▶ **Exercise directions**
Take every line of the material below that includes the string "rtrb" and copy it out.

▶ **Supplied data**
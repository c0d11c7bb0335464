//! AudioEngine - decks, mixer and command drain, owned by the audio thread
//!
//! Constructed on the control thread, then moved whole into the output
//! callback. Everything that crosses back out is lock-free: commands in
//! through the rtrb queue, playback state out through the deck monitors.

use std::sync::Arc;

use crate::types::{StereoBuffer, NUM_DECKS};

use super::{
    BlockSource, CommandSender, DeckMonitor, DeckPipeline, EngineCommand, MixerStage,
    COMMAND_QUEUE_CAPACITY,
};

pub struct AudioEngine {
    mixer: MixerStage,
    commands: rtrb::Consumer<EngineCommand>,
    sample_rate: u32,
}

impl AudioEngine {
    /// Build an engine with `NUM_DECKS` decks. Returns the engine (moves to
    /// the audio thread), the command sender and the per-deck monitors
    /// (both stay on the control side).
    pub fn new() -> (Self, CommandSender, Vec<Arc<DeckMonitor>>) {
        let (producer, consumer) = rtrb::RingBuffer::new(COMMAND_QUEUE_CAPACITY);

        let mut mixer = MixerStage::new();
        let mut monitors = Vec::with_capacity(NUM_DECKS);
        for _ in 0..NUM_DECKS {
            let deck = DeckPipeline::new();
            monitors.push(deck.monitor());
            mixer.add_input(deck);
        }

        let engine = Self {
            mixer,
            commands: consumer,
            sample_rate: 0,
        };
        (engine, CommandSender::new(producer), monitors)
    }

    pub fn num_decks(&self) -> usize {
        self.mixer.num_inputs()
    }

    pub fn sample_rate(&self) -> u32 {
        self.sample_rate
    }

    pub fn deck(&self, index: usize) -> Option<&DeckPipeline> {
        self.mixer.input(index)
    }

    pub fn deck_mut(&mut self, index: usize) -> Option<&mut DeckPipeline> {
        self.mixer.input_mut(index)
    }

    /// Apply every queued command. Runs at the top of each block, so all
    /// control changes land on block boundaries.
    fn drain_commands(&mut self) {
        while let Ok(command) = self.commands.pop() {
            self.apply(command);
        }
    }

    fn apply(&mut self, command: EngineCommand) {
        let index = command.deck();
        let Some(deck) = self.mixer.input_mut(index) else {
            log::warn!("command {} for unknown deck {}, ignored", command.label(), index);
            return;
        };
        match command {
            EngineCommand::LoadTrack { track, .. } => deck.load(Some(track)),
            EngineCommand::UnloadTrack { .. } => deck.load(None),
            EngineCommand::Play { .. } => deck.play(),
            EngineCommand::Pause { .. } => deck.pause(),
            EngineCommand::TogglePlay { .. } => deck.toggle_play(),
            EngineCommand::SeekSeconds { seconds, .. } => deck.seek_seconds(seconds),
            EngineCommand::SeekRelative { position, .. } => deck.seek_relative(position),
            EngineCommand::SetVolume { gain, .. } => deck.set_gain(gain),
            EngineCommand::SetSpeed { ratio, .. } => deck.set_speed(ratio),
            EngineCommand::SetTone { band, .. } => deck.set_tone(band),
        }
    }
}

impl BlockSource for AudioEngine {
    fn prepare(&mut self, block_size: usize, sample_rate: u32) {
        log::info!(
            "engine prepared: {} decks, block {} frames at {}Hz",
            self.num_decks(),
            block_size,
            sample_rate
        );
        self.sample_rate = sample_rate;
        self.mixer.prepare(block_size, sample_rate);
    }

    fn render_block(&mut self, out: &mut StereoBuffer) {
        self.drain_commands();
        self.mixer.render_block(out);
    }

    fn release(&mut self) {
        self.sample_rate = 0;
        self.mixer.release();
    }
}

#[cfg(test)]
mod tests {
    use super::*;
    use crate::audio_file::LoadedTrack;
    use crate::engine::gc::gc_handle;
    use crate::engine::ToneBand;
    use crate::types::StereoSample;
    use basedrop::Shared;

    fn test_track(value: f32, len: usize) -> Shared<LoadedTrack> {
        Shared::new(
            &gc_handle(),
            LoadedTrack::from_samples(vec![StereoSample::mono(value); len], 48000),
        )
    }

    #[test]
    fn commands_drive_playback_end_to_end() {
        let (mut engine, mut sender, monitors) = AudioEngine::new();
        engine.prepare(64, 48000);

        sender.send(EngineCommand::LoadTrack { deck: 0, track: test_track(0.8, 480_000) });
        sender.send(EngineCommand::SetVolume { deck: 0, gain: 0.5 });
        sender.send(EngineCommand::Play { deck: 0 });

        let mut out = StereoBuffer::silence(64);
        engine.render_block(&mut out);
        engine.render_block(&mut out);
        assert!(monitors[0].is_playing());
        assert!((out[0].left - 0.4).abs() < 1e-6);

        sender.send(EngineCommand::Pause { deck: 0 });
        engine.render_block(&mut out);
        assert!(!monitors[0].is_playing());
        assert_eq!(out.peak(), 0.0);
    }

    #[test]
    fn unknown_deck_index_is_ignored() {
        let (mut engine, mut sender, _monitors) = AudioEngine::new();
        engine.prepare(64, 48000);

        sender.send(EngineCommand::Play { deck: 99 });
        sender.send(EngineCommand::SetTone { deck: NUM_DECKS, band: ToneBand::Bass(3.0) });

        let mut out = StereoBuffer::silence(64);
        engine.render_block(&mut out);
        assert_eq!(out.peak(), 0.0);
    }

    #[test]
    fn unload_detaches_the_track() {
        let (mut engine, mut sender, monitors) = AudioEngine::new();
        engine.prepare(64, 48000);

        sender.send(EngineCommand::LoadTrack { deck: 1, track: test_track(0.3, 48000) });
        let mut out = StereoBuffer::silence(64);
        engine.render_block(&mut out);
        assert!(monitors[1].is_loaded());

        sender.send(EngineCommand::UnloadTrack { deck: 1 });
        engine.render_block(&mut out);
        assert!(!monitors[1].is_loaded());
        assert_eq!(out.peak(), 0.0);
    }

    #[test]
    fn both_decks_mix_into_the_output() {
        let (mut engine, mut sender, _monitors) = AudioEngine::new();
        engine.prepare(64, 48000);

        sender.send(EngineCommand::LoadTrack { deck: 0, track: test_track(0.2, 480_000) });
        sender.send(EngineCommand::LoadTrack { deck: 1, track: test_track(0.3, 480_000) });
        sender.send(EngineCommand::Play { deck: 0 });
        sender.send(EngineCommand::Play { deck: 1 });

        let mut out = StereoBuffer::silence(64);
        engine.render_block(&mut out);
        engine.render_block(&mut out);
        assert!((out[0].left - 0.5).abs() < 1e-6);
    }
}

▶ **Reply**
//! through the rtrb queue, playback state out through the deck monitors.
    commands: rtrb::Consumer<EngineCommand>,
        let (producer, consumer) = rtrb::RingBuffer::new(COMMAND_QUEUE_CAPACITY);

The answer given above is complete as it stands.